» **WORK TO BE COMPLETED**
Every line of the material is to be repeated exactly as it stands.

» **RECORDS TO USE**

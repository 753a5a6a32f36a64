use std::fs::File;
use std::io::{BufWriter, Write};
use std::path::{Path, PathBuf};

use time::OffsetDateTime;
use time::format_description::BorrowedFormatItem;
use time::macros::format_description;
use tracing::{info, instrument};

use crate::error::{ExportError, SensorLinkError};
use crate::link::SensorLinkHandle;
use crate::model::RecordedSample;

const DATA_TYPE: &str = "samples";
const TIMESTAMP_FORMAT: &[BorrowedFormatItem<'static>] =
    format_description!("[year]-[month]-[day] [hour]:[minute]:[second]");
const DAY_FORMAT: &[BorrowedFormatItem<'static>] = format_description!("[year][month][day]");
const TIME_OF_DAY_FORMAT: &[BorrowedFormatItem<'static>] =
    format_description!("[hour][minute][second]");

/// Writes samples as delimited text behind a metadata header.
///
/// # Errors
///
/// Returns an error when there is nothing to export, a timestamp cannot be
/// formatted, or the writer fails.
pub fn write_delimited<W: Write>(
    out: &mut W,
    samples: &[RecordedSample],
    exported_at: OffsetDateTime,
) -> Result<(), ExportError> {
    let (first, last) = date_range(samples)?;

    writeln!(out, "Export Date,{}", exported_at.format(TIMESTAMP_FORMAT)?)?;
    writeln!(out, "Data Type,{DATA_TYPE}")?;
    writeln!(
        out,
        "Date Range,{} to {}",
        first.format(DAY_FORMAT)?,
        last.format(DAY_FORMAT)?
    )?;
    writeln!(out, "Number of Records,{}", samples.len())?;
    writeln!(out)?;
    writeln!(out, "Timestamp,Value")?;
    for sample in samples {
        writeln!(
            out,
            "{},{}",
            sample.received_at().format(TIMESTAMP_FORMAT)?,
            sample.value()
        )?;
    }
    Ok(())
}

/// Builds a file name encoding the sample date range and the export time.
///
/// # Errors
///
/// Returns an error when there is nothing to export or a timestamp cannot be formatted.
pub fn export_file_name(
    samples: &[RecordedSample],
    exported_at: OffsetDateTime,
) -> Result<String, ExportError> {
    let (first, last) = date_range(samples)?;
    Ok(format!(
        "{DATA_TYPE}_{}_to_{}_{}.csv",
        first.format(DAY_FORMAT)?,
        last.format(DAY_FORMAT)?,
        exported_at.format(TIME_OF_DAY_FORMAT)?
    ))
}

/// Exports samples to `target`, or to a generated file name inside it when it is a directory.
///
/// # Errors
///
/// Returns an error when there is nothing to export or the file cannot be written.
#[instrument(skip(samples), level = "debug", fields(count = samples.len()))]
pub fn export_to_path(
    target: &Path,
    samples: &[RecordedSample],
    exported_at: OffsetDateTime,
) -> Result<PathBuf, ExportError> {
    let path = if target.is_dir() {
        target.join(export_file_name(samples, exported_at)?)
    } else {
        target.to_path_buf()
    };

    let mut writer = BufWriter::new(File::create(&path)?);
    write_delimited(&mut writer, samples, exported_at)?;
    writer.flush()?;
    info!(path = %path.display(), "exported session samples");
    Ok(path)
}

/// Exports every accepted sample of the link's current or last session.
///
/// # Errors
///
/// Returns an error when the link has stopped, there is nothing to export, or
/// the file cannot be written.
pub async fn export_session(
    link: &SensorLinkHandle,
    target: &Path,
) -> Result<PathBuf, SensorLinkError> {
    let samples = link.session_samples().await?;
    Ok(export_to_path(target, &samples, OffsetDateTime::now_utc())?)
}

fn date_range(
    samples: &[RecordedSample],
) -> Result<(OffsetDateTime, OffsetDateTime), ExportError> {
    let first = samples
        .iter()
        .map(RecordedSample::received_at)
        .min()
        .ok_or(ExportError::NoSamples)?;
    let last = samples
        .iter()
        .map(RecordedSample::received_at)
        .max()
        .ok_or(ExportError::NoSamples)?;
    Ok((first, last))
}

#[cfg(test)]
mod tests {
    use assert_matches::assert_matches;
    use pretty_assertions::assert_eq;
    use tempfile::tempdir;
    use time::macros::datetime;

    use super::*;

    fn samples() -> Vec<RecordedSample> {
        vec![
            RecordedSample::new(datetime!(2026-03-01 23:59:58 UTC), 71),
            RecordedSample::new(datetime!(2026-03-02 00:00:01 UTC), 74),
        ]
    }

    #[test]
    fn delimited_output_has_header_then_rows() {
        let mut out = Vec::new();
        write_delimited(&mut out, &samples(), datetime!(2026-03-02 08:15:00 UTC))
            .expect("export should succeed");

        let rendered = String::from_utf8(out).expect("export is utf-8");
        insta::assert_snapshot!(rendered.trim_end(), @r"
        Export Date,2026-03-02 08:15:00
        Data Type,samples
        Date Range,20260301 to 20260302
        Number of Records,2

        Timestamp,Value
        2026-03-01 23:59:58,71
        2026-03-02 00:00:01,74
        ");
    }

    #[test]
    fn file_name_encodes_range_and_export_time() {
        let name = export_file_name(&samples(), datetime!(2026-03-02 08:15:00 UTC))
            .expect("name should format");
        assert_eq!("samples_20260301_to_20260302_081500.csv", name);
    }

    #[test]
    fn empty_sample_set_is_rejected() {
        let mut out = Vec::new();
        assert_matches!(
            write_delimited(&mut out, &[], OffsetDateTime::UNIX_EPOCH),
            Err(ExportError::NoSamples)
        );
        assert!(out.is_empty());
    }

    #[test]
    fn directory_target_gets_generated_name() {
        let dir = tempdir().expect("temp dir should be created");
        let path = export_to_path(dir.path(), &samples(), datetime!(2026-03-02 08:15:00 UTC))
            .expect("export should succeed");

        assert_eq!(
            dir.path().join("samples_20260301_to_20260302_081500.csv"),
            path
        );
        let contents = std::fs::read_to_string(path).expect("export should be readable");
        assert!(contents.ends_with("2026-03-02 00:00:01,74\n"));
    }
}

» **WRITTEN SOLUTION**
repository 753a5a6a32f36a64
use std::fs::File;
use std::io::{BufWriter, Write};
use std::path::{Path, PathBuf};

use time::OffsetDateTime;
use time::format_description::BorrowedFormatItem;
use time::macros::format_description;
use tracing::{info, instrument};

use crate::error::{ExportError, SensorLinkError};
use crate::link::SensorLinkHandle;
use crate::model::RecordedSample;

const DATA_TYPE: &str = "samples";
const TIMESTAMP_FORMAT: &[BorrowedFormatItem<'static>] =
    format_description!("[year]-[month]-[day] [hour]:[minute]:[second]");
const DAY_FORMAT: &[BorrowedFormatItem<'static>] = format_description!("[year][month][day]");
const TIME_OF_DAY_FORMAT: &[BorrowedFormatItem<'static>] =
    format_description!("[hour][minute][second]");

/// Writes samples as delimited text behind a metadata header.
///
/// # Errors
///
/// Returns an error when there is nothing to export, a timestamp cannot be
/// formatted, or the writer fails.
pub fn write_delimited<W: Write>(
    out: &mut W,
    samples: &[RecordedSample],
    exported_at: OffsetDateTime,
) -> Result<(), ExportError> {
    let (first, last) = date_range(samples)?;

    writeln!(out, "Export Date,{}", exported_at.format(TIMESTAMP_FORMAT)?)?;
    writeln!(out, "Data Type,{DATA_TYPE}")?;
    writeln!(
        out,
        "Date Range,{} to {}",
        first.format(DAY_FORMAT)?,
        last.format(DAY_FORMAT)?
    )?;
    writeln!(out, "Number of Records,{}", samples.len())?;
    writeln!(out)?;
    writeln!(out, "Timestamp,Value")?;
    for sample in samples {
        writeln!(
            out,
            "{},{}",
            sample.received_at().format(TIMESTAMP_FORMAT)?,
            sample.value()
        )?;
    }
    Ok(())
}

/// Builds a file name encoding the sample date range and the export time.
///
/// # Errors
///
/// Returns an error when there is nothing to export or a timestamp cannot be formatted.
pub fn export_file_name(
    samples: &[RecordedSample],
    exported_at: OffsetDateTime,
) -> Result<String, ExportError> {
    let (first, last) = date_range(samples)?;
    Ok(format!(
        "{DATA_TYPE}_{}_to_{}_{}.csv",
        first.format(DAY_FORMAT)?,
        last.format(DAY_FORMAT)?,
        exported_at.format(TIME_OF_DAY_FORMAT)?
    ))
}

/// Exports samples to `target`, or to a generated file name inside it when it is a directory.
///
/// # Errors
///
/// Returns an error when there is nothing to export or the file cannot be written.
#[instrument(skip(samples), level = "debug", fields(count = samples.len()))]
pub fn export_to_path(
    target: &Path,
    samples: &[RecordedSample],
    exported_at: OffsetDateTime,
) -> Result<PathBuf, ExportError> {
    let path = if target.is_dir() {
        target.join(export_file_name(samples, exported_at)?)
    } else {
        target.to_path_buf()
    };

    let mut writer = BufWriter::new(File::create(&path)?);
    write_delimited(&mut writer, samples, exported_at)?;
    writer.flush()?;
    info!(path = %path.display(), "exported session samples");
    Ok(path)
}

/// Exports every accepted sample of the link's current or last session.
///
/// # Errors
///
/// Returns an error when the link has stopped, there is nothing to export, or
/// the file cannot be written.
pub async fn export_session(
    link: &SensorLinkHandle,
    target: &Path,
) -> Result<PathBuf, SensorLinkError> {
    let samples = link.session_samples().await?;
    Ok(export_to_path(target, &samples, OffsetDateTime::now_utc())?)
}

fn date_range(
    samples: &[RecordedSample],
) -> Result<(OffsetDateTime, OffsetDateTime), ExportError> {
    let first = samples
        .iter()
        .map(RecordedSample::received_at)
        .min()
        .ok_or(ExportError::NoSamples)?;
    let last = samples
        .iter()
        .map(RecordedSample::received_at)
        .max()
        .ok_or(ExportError::NoSamples)?;
    Ok((first, last))
}

#[cfg(test)]
mod tests {
    use assert_matches::assert_matches;
    use pretty_assertions::assert_eq;
    use tempfile::tempdir;
    use time::macros::datetime;

    use super::*;

    fn samples() -> Vec<RecordedSample> {
        vec![
            RecordedSample::new(datetime!(2026-03-01 23:59:58 UTC), 71),
            RecordedSample::new(datetime!(2026-03-02 00:00:01 UTC), 74),
        ]
    }

    #[test]
    fn delimited_output_has_header_then_rows() {
        let mut out = Vec::new();
        write_delimited(&mut out, &samples(), datetime!(2026-03-02 08:15:00 UTC))
            .expect("export should succeed");

        let rendered = String::from_utf8(out).expect("export is utf-8");
        insta::assert_snapshot!(rendered.trim_end(), @r"
        Export Date,2026-03-02 08:15:00
        Data Type,samples
        Date Range,20260301 to 20260302
        Number of Records,2

        Timestamp,Value
        2026-03-01 23:59:58,71
        2026-03-02 00:00:01,74
        ");
    }

    #[test]
    fn file_name_encodes_range_and_export_time() {
        let name = export_file_name(&samples(), datetime!(2026-03-02 08:15:00 UTC))
            .expect("name should format");
        assert_eq!("samples_20260301_to_20260302_081500.csv", name);
    }

    #[test]
    fn empty_sample_set_is_rejected() {
        let mut out = Vec::new();
        assert_matches!(
            write_delimited(&mut out, &[], OffsetDateTime::UNIX_EPOCH),
            Err(ExportError::NoSamples)
        );
        assert!(out.is_empty());
    }

    #[test]
    fn directory_target_gets_generated_name() {
        let dir = tempdir().expect("temp dir should be created");
        let path = export_to_path(dir.path(), &samples(), datetime!(2026-03-02 08:15:00 UTC))
            .expect("export should succeed");

        assert_eq!(
            dir.path().join("samples_20260301_to_20260302_081500.csv"),
            path
        );
        let contents = std::fs::read_to_string(path).expect("export should be readable");
        assert!(contents.ends_with("2026-03-02 00:00:01,74\n"));
    }
}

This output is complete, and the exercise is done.